Input data: Begin

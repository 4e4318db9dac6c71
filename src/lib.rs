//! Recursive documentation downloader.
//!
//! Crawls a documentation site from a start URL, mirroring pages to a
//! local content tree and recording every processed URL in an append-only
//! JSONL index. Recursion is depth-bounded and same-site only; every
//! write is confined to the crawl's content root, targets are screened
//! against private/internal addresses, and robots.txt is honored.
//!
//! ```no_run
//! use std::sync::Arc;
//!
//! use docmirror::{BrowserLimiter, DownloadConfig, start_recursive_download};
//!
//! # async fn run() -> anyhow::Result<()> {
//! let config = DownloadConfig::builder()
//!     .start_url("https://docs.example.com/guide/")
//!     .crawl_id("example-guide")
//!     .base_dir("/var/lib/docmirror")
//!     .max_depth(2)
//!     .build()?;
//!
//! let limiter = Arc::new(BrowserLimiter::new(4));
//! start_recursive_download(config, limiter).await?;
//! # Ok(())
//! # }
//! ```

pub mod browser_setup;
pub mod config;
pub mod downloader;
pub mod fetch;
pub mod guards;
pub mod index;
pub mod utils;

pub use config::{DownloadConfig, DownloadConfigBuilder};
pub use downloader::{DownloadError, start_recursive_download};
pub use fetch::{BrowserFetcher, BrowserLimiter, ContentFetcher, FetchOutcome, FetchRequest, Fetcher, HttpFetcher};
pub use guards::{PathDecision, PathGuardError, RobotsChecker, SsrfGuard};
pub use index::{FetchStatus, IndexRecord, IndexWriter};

Input data: End

- Exercise brief -
Output the entries exactly.

- Written answer -
repository 4e4318db9dac6c71
filename src/lib.rs
//! Recursive documentation downloader.
//!
//! Crawls a documentation site from a start URL, mirroring pages to a
//! local content tree and recording every processed URL in an append-only
//! JSONL index. Recursion is depth-bounded and same-site only; every
//! write is confined to the crawl's content root, targets are screened
//! against private/internal addresses, and robots.txt is honored.
//!
//! ```no_run
//! use std::sync::Arc;
//!
//! use docmirror::{BrowserLimiter, DownloadConfig, start_recursive_download};
//!
//! # async fn run() -> anyhow::Result<()> {
//! let config = DownloadConfig::builder()
//!     .start_url("https://docs.example.com/guide/")
//!     .crawl_id("example-guide")
//!     .base_dir("/var/lib/docmirror")
//!     .max_depth(2)
//!     .build()?;
//!
//! let limiter = Arc::new(BrowserLimiter::new(4));
//! start_recursive_download(config, limiter).await?;
//! # Ok(())
//! # }
//! ```

pub mod browser_setup;
pub mod config;
pub mod downloader;
pub mod fetch;
pub mod guards;
pub mod index;
pub mod utils;

pub use config::{DownloadConfig, DownloadConfigBuilder};
pub use downloader::{DownloadError, start_recursive_download};
pub use fetch::{BrowserFetcher, BrowserLimiter, ContentFetcher, FetchOutcome, FetchRequest, Fetcher, HttpFetcher};
pub use guards::{PathDecision, PathGuardError, RobotsChecker, SsrfGuard};
pub use index::{FetchStatus, IndexRecord, IndexWriter};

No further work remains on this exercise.